WHAT NEEDS TO BE DONE: Your answer must consist of every line from the data below that includes the word "metrics".
-- DATASET ENTRIES follows --
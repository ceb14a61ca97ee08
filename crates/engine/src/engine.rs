//! The engine facade: upload and delete pipelines plus read-side queries.

use crate::dedup::{DedupCoordinator, Resolution};
use crate::error::{EngineError, EngineResult};
use crate::metrics;
use crate::references::{NewReference, ReferenceManager, RemovalOutcome};
use crate::stream::{StagedBlob, stage_stream};
use bytes::Bytes;
use serde::Serialize;
use std::sync::Arc;
use std::time::{Duration, Instant};
use tokio::io::AsyncRead;
use tracing::{debug, instrument, warn};
use uuid::Uuid;
use vault_core::config::EngineConfig;
use vault_core::{ContentHash, MediaType};
use vault_metadata::{MetadataStore, OwnerUsage, PayloadRepo, PayloadRow, ReferenceRepo, ReferenceRow};
use vault_storage::{BlobStore, ByteStream};

/// Result of an upload or registration.
#[derive(Debug, Clone, Serialize)]
pub struct UploadOutcome {
    pub reference: ReferenceRow,
    /// The payload, with its reference count as of this operation.
    pub payload: PayloadRow,
    /// Whether the content was already stored.
    pub deduplicated: bool,
}

/// A reference together with the payload it points at.
#[derive(Debug, Clone, Serialize)]
pub struct ReferenceView {
    pub reference: ReferenceRow,
    pub payload: PayloadRow,
}

/// One item of a batch upload.
pub struct UploadItem<R> {
    pub display_name: String,
    pub declared_media_type: Option<String>,
    pub body: R,
}

/// Storage-wide figures.
#[derive(Debug, Clone, Serialize)]
pub struct StorageStats {
    pub payload_count: i64,
    pub physical_bytes: i64,
    pub reference_count: i64,
    pub logical_bytes: i64,
    pub saved_bytes: i64,
}

/// Content-addressed, reference-counted blob store.
pub struct Engine {
    blobs: Arc<dyn BlobStore>,
    metadata: Arc<dyn MetadataStore>,
    config: EngineConfig,
    dedup: DedupCoordinator,
    references: ReferenceManager,
}

impl Engine {
    /// Build an engine over the given stores.
    ///
    /// Fails with `InvalidInput` when `config` does not validate.
    pub fn new(
        blobs: Arc<dyn BlobStore>,
        metadata: Arc<dyn MetadataStore>,
        config: EngineConfig,
    ) -> EngineResult<Self> {
        config.validate().map_err(EngineError::InvalidInput)?;
        metrics::register_metrics();
        let dedup = DedupCoordinator::new(metadata.clone(), blobs.clone(), config.create_retries);
        let references = ReferenceManager::new(metadata.clone(), blobs.clone());
        Ok(Self {
            blobs,
            metadata,
            config,
            dedup,
            references,
        })
    }

    pub fn config(&self) -> &EngineConfig {
        &self.config
    }

    /// Upload one payload and create a reference to it for `owner_id`.
    ///
    /// Identical content is stored once; each upload still gets its own
    /// reference. A declared media type, when given, must match the content.
    #[instrument(skip(self, body), fields(owner_id = %owner_id))]
    pub async fn upload<R>(
        &self,
        owner_id: &str,
        display_name: &str,
        declared_media_type: Option<&str>,
        body: R,
    ) -> EngineResult<UploadOutcome>
    where
        R: AsyncRead + Unpin + Send,
    {
        let started = Instant::now();
        let holder = NewReference::new(owner_id, display_name)?;
        let declared = declared_media_type
            .map(MediaType::parse)
            .transpose()
            .map_err(|e| EngineError::InvalidInput(e.to_string()))?;

        let mut staged = match stage_stream(&*self.blobs, &self.config, declared.as_ref(), body)
            .await
        {
            Ok(staged) => staged,
            Err(err @ EngineError::MediaTypeMismatch { .. }) => {
                metrics::MEDIA_TYPE_REJECTIONS.inc();
                warn!(error = %err, "Upload rejected");
                return Err(err);
            }
            Err(err) => return Err(err),
        };

        let result = self.link_staged(&mut staged, &holder).await;

        // A failed commit leaves its staging file for inspection
        if !matches!(result, Err(EngineError::StorageWrite(_))) {
            self.discard_staged(&staged).await;
        }

        let outcome = result?;
        metrics::UPLOADS_COMPLETED.inc();
        metrics::UPLOAD_BYTES.inc_by(staged.size);
        metrics::UPLOAD_DURATION.observe(started.elapsed().as_secs_f64());
        Ok(outcome)
    }

    /// Upload several payloads for one owner.
    ///
    /// Items are processed in order and independently: a failed item does not
    /// undo earlier ones or stop later ones.
    pub async fn upload_many<R>(
        &self,
        owner_id: &str,
        items: Vec<UploadItem<R>>,
    ) -> Vec<EngineResult<UploadOutcome>>
    where
        R: AsyncRead + Unpin + Send,
    {
        let mut results = Vec::with_capacity(items.len());
        for item in items {
            let result = self
                .upload(
                    owner_id,
                    &item.display_name,
                    item.declared_media_type.as_deref(),
                    item.body,
                )
                .await;
            if let Err(err) = &result {
                debug!(display_name = %item.display_name, error = %err, "Batch item failed");
            }
            results.push(result);
        }
        results
    }

    /// Create a reference to already stored content without sending bytes.
    #[instrument(skip(self), fields(owner_id = %owner_id))]
    pub async fn register_by_hash(
        &self,
        owner_id: &str,
        display_name: &str,
        content_hash: &str,
    ) -> EngineResult<UploadOutcome> {
        let holder = NewReference::new(owner_id, display_name)?;
        let hash = ContentHash::from_hex(content_hash)
            .map_err(|e| EngineError::InvalidInput(e.to_string()))?;

        let mut payload = self
            .metadata
            .get_by_hash(&hash.to_hex())
            .await?
            .ok_or_else(|| EngineError::NotFound(format!("payload {hash}")))?;

        let (reference, count) = self
            .references
            .create_reference(payload.payload_id, &holder)
            .await?;
        payload.reference_count = count;
        metrics::DEDUP_HITS.inc();

        Ok(UploadOutcome {
            reference,
            payload,
            deduplicated: true,
        })
    }

    /// Owner of a reference, for the caller's authorization check.
    pub async fn get_reference_owner(&self, reference_id: Uuid) -> EngineResult<String> {
        self.references.reference_owner(reference_id).await
    }

    /// Remove a reference on behalf of `caller_id`, who must own it.
    #[instrument(skip(self), fields(caller_id = %caller_id))]
    pub async fn remove_reference(
        &self,
        reference_id: Uuid,
        caller_id: &str,
    ) -> EngineResult<RemovalOutcome> {
        let owner = self.references.reference_owner(reference_id).await?;
        if owner != caller_id {
            return Err(EngineError::Forbidden(format!(
                "reference {reference_id} is not owned by {caller_id}"
            )));
        }
        self.references.remove_reference(reference_id).await
    }

    /// A reference and its payload.
    pub async fn get_reference(&self, reference_id: Uuid) -> EngineResult<ReferenceView> {
        let reference = self
            .metadata
            .get_reference(reference_id)
            .await?
            .ok_or_else(|| EngineError::NotFound(format!("reference {reference_id}")))?;
        let payload = self
            .metadata
            .get_payload(reference.payload_id)
            .await?
            .ok_or_else(|| EngineError::NotFound(format!("payload {}", reference.payload_id)))?;
        Ok(ReferenceView { reference, payload })
    }

    /// Payload for a content hash, if stored.
    pub async fn get_by_hash(&self, content_hash: &str) -> EngineResult<Option<PayloadRow>> {
        let hash = ContentHash::from_hex(content_hash)
            .map_err(|e| EngineError::InvalidInput(e.to_string()))?;
        Ok(self.metadata.get_by_hash(&hash.to_hex()).await?)
    }

    /// Read a whole blob by location.
    pub async fn read_blob(&self, location: &str) -> EngineResult<Bytes> {
        self.blobs
            .read(location)
            .await
            .map_err(EngineError::from_blob_read)
    }

    /// Stream a blob by location.
    pub async fn open_blob(&self, location: &str) -> EngineResult<ByteStream> {
        self.blobs
            .open(location)
            .await
            .map_err(EngineError::from_blob_read)
    }

    /// Stream the content behind a reference.
    pub async fn open(&self, reference_id: Uuid) -> EngineResult<(ReferenceView, ByteStream)> {
        let view = self.get_reference(reference_id).await?;
        let stream = self.open_blob(&view.payload.location).await?;
        Ok((view, stream))
    }

    /// References held by an owner, oldest first.
    pub async fn list_references(&self, owner_id: &str) -> EngineResult<Vec<ReferenceRow>> {
        Ok(self.metadata.list_references(owner_id).await?)
    }

    /// Storage-wide dedup statistics.
    pub async fn stats(&self) -> EngineResult<StorageStats> {
        let stats = self.metadata.get_stats().await?;
        Ok(StorageStats {
            payload_count: stats.payload_count,
            physical_bytes: stats.physical_bytes,
            reference_count: stats.reference_count,
            logical_bytes: stats.logical_bytes,
            saved_bytes: stats.saved_bytes(),
        })
    }

    /// Usage figures for one owner.
    pub async fn owner_usage(&self, owner_id: &str) -> EngineResult<OwnerUsage> {
        Ok(self.metadata.get_owner_usage(owner_id).await?)
    }

    /// Remove staging files older than `older_than`, defaulting to the
    /// configured maximum age.
    pub async fn sweep_staging(&self, older_than: Option<Duration>) -> EngineResult<u64> {
        let older_than = older_than.unwrap_or_else(|| self.config.staging_max_age());
        self.blobs
            .sweep_staging(older_than)
            .await
            .map_err(EngineError::Storage)
    }

    /// Check both the blob store and the metadata store.
    pub async fn health_check(&self) -> EngineResult<()> {
        self.blobs
            .health_check()
            .await
            .map_err(EngineError::Storage)?;
        self.metadata.health_check().await?;
        Ok(())
    }

    /// Resolve the staged content to a payload and attach the holder's
    /// reference to it.
    async fn link_staged(
        &self,
        staged: &mut StagedBlob,
        holder: &NewReference,
    ) -> EngineResult<UploadOutcome> {
        for _ in 0..self.config.create_retries.max(1) {
            match self.dedup.find_or_create(staged, holder).await? {
                Resolution::Created { payload, reference } => {
                    return Ok(UploadOutcome {
                        reference,
                        payload,
                        deduplicated: false,
                    });
                }
                Resolution::Existing(mut payload) => {
                    match self
                        .references
                        .create_reference(payload.payload_id, holder)
                        .await
                    {
                        Ok((reference, count)) => {
                            metrics::DEDUP_HITS.inc();
                            payload.reference_count = count;
                            return Ok(UploadOutcome {
                                reference,
                                payload,
                                deduplicated: true,
                            });
                        }
                        Err(EngineError::NotFound(_)) => {
                            debug!(
                                payload_id = %payload.payload_id,
                                "Matched payload deleted concurrently, resolving again"
                            );
                        }
                        Err(err) => return Err(err),
                    }
                }
            }
        }

        Err(EngineError::Metadata(vault_metadata::MetadataError::Internal(format!(
            "could not attach a reference for {} after {} attempts",
            staged.hash,
            self.config.create_retries
        ))))
    }

    async fn discard_staged(&self, staged: &StagedBlob) {
        if let Err(err) = self.blobs.discard(&staged.temp).await {
            warn!(temp = %staged.temp, error = %err, "Failed to discard staging file");
        }
    }
}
-- DATASET ENTRIES concluded --
OUTPUT OF THE EXERCISE:
use crate::metrics;
        metrics::register_metrics();
                metrics::MEDIA_TYPE_REJECTIONS.inc();
        metrics::UPLOADS_COMPLETED.inc();
        metrics::UPLOAD_BYTES.inc_by(staged.size);
        metrics::UPLOAD_DURATION.observe(started.elapsed().as_secs_f64());
        metrics::DEDUP_HITS.inc();
                            metrics::DEDUP_HITS.inc();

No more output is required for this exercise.